8. The method according to claim 7, characterized in that, The comprehensive risk coefficient in step S6 is calculated using the following formula: R=αR p +βR f +γR h Where R is the comprehensive risk coefficient; R p The overall attitude risk term is calculated from the normalized values of the bank angle, angular velocity amplitude, acceleration amplitude, cumulative heading angle change, and four-corner attitude consistency index relative to the bank angle constraint, angular velocity constraint, acceleration deviation constraint, cumulative heading angle constraint, and attitude consistency constraint, respectively; R f The local time-frequency response risk term is calculated from the normalized values of the key frequency, vibration acceleration amplitude, energy proportion, strain, and displacement relative to the frequency constraint, vibration acceleration amplitude constraint, energy proportion constraint, strain constraint, and displacement constraint, respectively; R h The reliability risk term for the measurement point is calculated from the data interruption duration of the measurement point of the inertial measurement unit, the abrupt change amplitude of a single measurement point, and the degree of consistency deviation between a single measurement point and the other measurement points; α, β, and γ are weights, and α+β+γ=1.
9. The early warning method according to claim 8, characterized in that, When R h If the tilt angle of the measuring point exceeds the fault threshold and the tilt angle of at least three other inertial measurement unit measuring points is less than the overall attitude threshold, while the four-corner attitude consistency index remains within the attitude consistency constraint range, the anomaly is determined to be a measuring point fault, and a warning message for re-fixing or replacing the corresponding sensor is output; when R p When the corresponding warning threshold is exceeded and multiple measuring points are synchronously abnormal, the abnormality is judged as an overall attitude abnormality; when R f When the corresponding warning threshold is exceeded and multiple measuring points are synchronously abnormal, the abnormality is judged as a local dynamic response abnormality.

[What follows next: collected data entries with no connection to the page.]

//! Exhaustive breadth-first expansion.
//!
//! Walks the whole reachable position set from a snapshot, creating or
//! reusing nodes through the store and linking every child under its
//! parent. Newly created nodes go to the evaluator with front priority at
//! the first expansion level and back priority below it, so the moves the
//! decision engine will actually compare are scored first.

use std::collections::{HashSet, VecDeque};
use std::sync::Arc;

use tracing::debug;

use amazons_core::{generate_moves, GameState};

use crate::cancel::CancelToken;
use crate::evaluator::{EvalItem, EvalQueue};
use crate::store::GameTree;

pub struct ExhaustiveSearch {
    tree: Arc<GameTree>,
    queue: EvalQueue,
    cancel: CancelToken,
}

impl ExhaustiveSearch {
    pub fn new(tree: Arc<GameTree>, queue: EvalQueue, cancel: CancelToken) -> ExhaustiveSearch {
        ExhaustiveSearch {
            tree,
            queue,
            cancel,
        }
    }

    /// Expand everything reachable from `board`. Returns true when the
    /// walk completed, false when it observed cancellation; a false
    /// result means the caller should restart from a fresh snapshot once
    /// the match state settles.
    ///
    /// Each run deduplicates by node handle, so a restart descends
    /// through children that already exist without re-queueing them for
    /// evaluation.
    pub fn run(&self, board: &GameState) -> bool {
        let (root, _) = self.tree.get_or_create(None, board);
        let mut visited = HashSet::from([root]);
        let mut worklist = VecDeque::from([(root, 0u32)]);

        while let Some((id, level)) = worklist.pop_front() {
            if self.cancel.is_cancelled() {
                debug!(expanded = visited.len(), "exhaustive walk cancelled");
                return false;
            }
            let node = match self.tree.node(id) {
                Some(node) => node,
                None => continue,
            };
            let state = node.state();
            if state.is_terminal() {
                continue;
            }
            for mv in generate_moves(state, state.turn_pieces()) {
                if self.cancel.is_cancelled() {
                    debug!(expanded = visited.len(), "exhaustive walk cancelled");
                    return false;
                }
                let mut next = state.clone();
                if !next.apply(mv) {
                    continue;
                }
                let (child, created) = self.tree.get_or_create(Some(mv), &next);
                self.tree.adopt(id, mv, child);
                if created {
                    let item = EvalItem::new(next, child);
                    if level == 0 {
                        self.queue.expedite(item);
                    } else {
                        self.queue.append(item);
                    }
                }
                if visited.insert(child) {
                    worklist.push_back((child, level + 1));
                }
            }
        }
        debug!(expanded = visited.len(), "exhaustive walk complete");
        true
    }
}

#[cfg(test)]
mod tests {
    use super::*;
    use crate::evaluator::eval_channel;
    use amazons_core::{Position, Tile, TILE_COUNT};

    // A board where each side has exactly one queen that can still move,
    // each into a single one-square pocket.
    fn two_move_endgame() -> GameState {
        let mut tiles = [Tile::Empty; TILE_COUNT];
        for row in 1..=10u8 {
            for col in 1..=10u8 {
                tiles[Position::new(row, col).index()] = Tile::Arrow;
            }
        }
        tiles[Position::new(1, 2).index()] = Tile::Empty;
        tiles[Position::new(5, 6).index()] = Tile::Empty;
        tiles[Position::new(1, 1).index()] = Tile::White;
        for (row, col) in [(10, 10), (10, 8), (8, 10)] {
            tiles[Position::new(row, col).index()] = Tile::White;
        }
        tiles[Position::new(5, 5).index()] = Tile::Black;
        for (row, col) in [(7, 7), (7, 9), (9, 7)] {
            tiles[Position::new(row, col).index()] = Tile::Black;
        }
        GameState::from_tiles(tiles, 0).unwrap()
    }

    #[test]
    fn test_exhausts_small_endgame() {
        let tree = Arc::new(GameTree::new());
        let (queue, receivers) = eval_channel();
        let search = ExhaustiveSearch::new(Arc::clone(&tree), queue, CancelToken::new());
        let board = two_move_endgame();

        assert!(search.run(&board));
        // Root, White's only reply, then Black's only reply.
        assert_eq!(tree.len(), 3);

        let mut expedited = 0;
        while receivers.expedite.try_recv().is_ok() {
            expedited += 1;
        }
        let mut appended = 0;
        while receivers.append.try_recv().is_ok() {
            appended += 1;
        }
        assert_eq!(expedited, 1);
        assert_eq!(appended, 1);
    }

    #[test]
    fn test_terminal_board_is_exhausted_immediately() {
        let tree = Arc::new(GameTree::new());
        let (queue, _receivers) = eval_channel();
        let search = ExhaustiveSearch::new(Arc::clone(&tree), queue, CancelToken::new());

        let mut board = two_move_endgame();
        // White plays its forced move and seals itself; Black then plays
        // and seals itself, leaving White stalled.
        let moves = generate_moves(&board, board.turn_pieces());
        assert_eq!(moves.len(), 1);
        assert!(board.apply(moves[0]));
        let replies = generate_moves(&board, board.turn_pieces());
        assert_eq!(replies.len(), 1);
        assert!(board.apply(replies[0]));
        assert!(board.is_terminal());

        assert!(search.run(&board));
        assert_eq!(tree.len(), 1);
    }

    #[test]
    fn test_cancelled_run_reports_unfinished() {
        let tree = Arc::new(GameTree::new());
        let (queue, _receivers) = eval_channel();
        let cancel = CancelToken::new();
        cancel.cancel();
        let search = ExhaustiveSearch::new(Arc::clone(&tree), queue, cancel);

        assert!(!search.run(&GameState::new_game()));
    }

    #[test]
    fn test_rerun_descends_existing_children() {
        let tree = Arc::new(GameTree::new());
        let (queue, receivers) = eval_channel();
        let search = ExhaustiveSearch::new(Arc::clone(&tree), queue, CancelToken::new());
        let board = two_move_endgame();

        assert!(search.run(&board));
        let populated = tree.len();
        while receivers.expedite.try_recv().is_ok() {}
        while receivers.append.try_recv().is_ok() {}

        // A second pass walks the same set through the store without
        // creating or re-queueing anything.
        assert!(search.run(&board));
        assert_eq!(tree.len(), populated);
        assert!(receivers.expedite.try_recv().is_err());
        assert!(receivers.append.try_recv().is_err());
    }
}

10. The early warning method according to claim 1, characterized in that, Step S7 specifically includes: When the comprehensive risk coefficient R is less than the first threshold, a low-risk warning is output, prompting a reduction in lifting speed and enhanced monitoring. When R is greater than or equal to the first threshold and less than the second threshold, a risk warning is output, prompting the hoisting to be suspended and the hoisting points, slings and key structural parts to be inspected. When R is greater than or equal to the second threshold, a high-risk warning is output, prompting the work to be stopped, the danger zone to be evacuated, and the emergency response procedure to be initiated. Both the first threshold and the second threshold are preset values or dynamically adjusted values.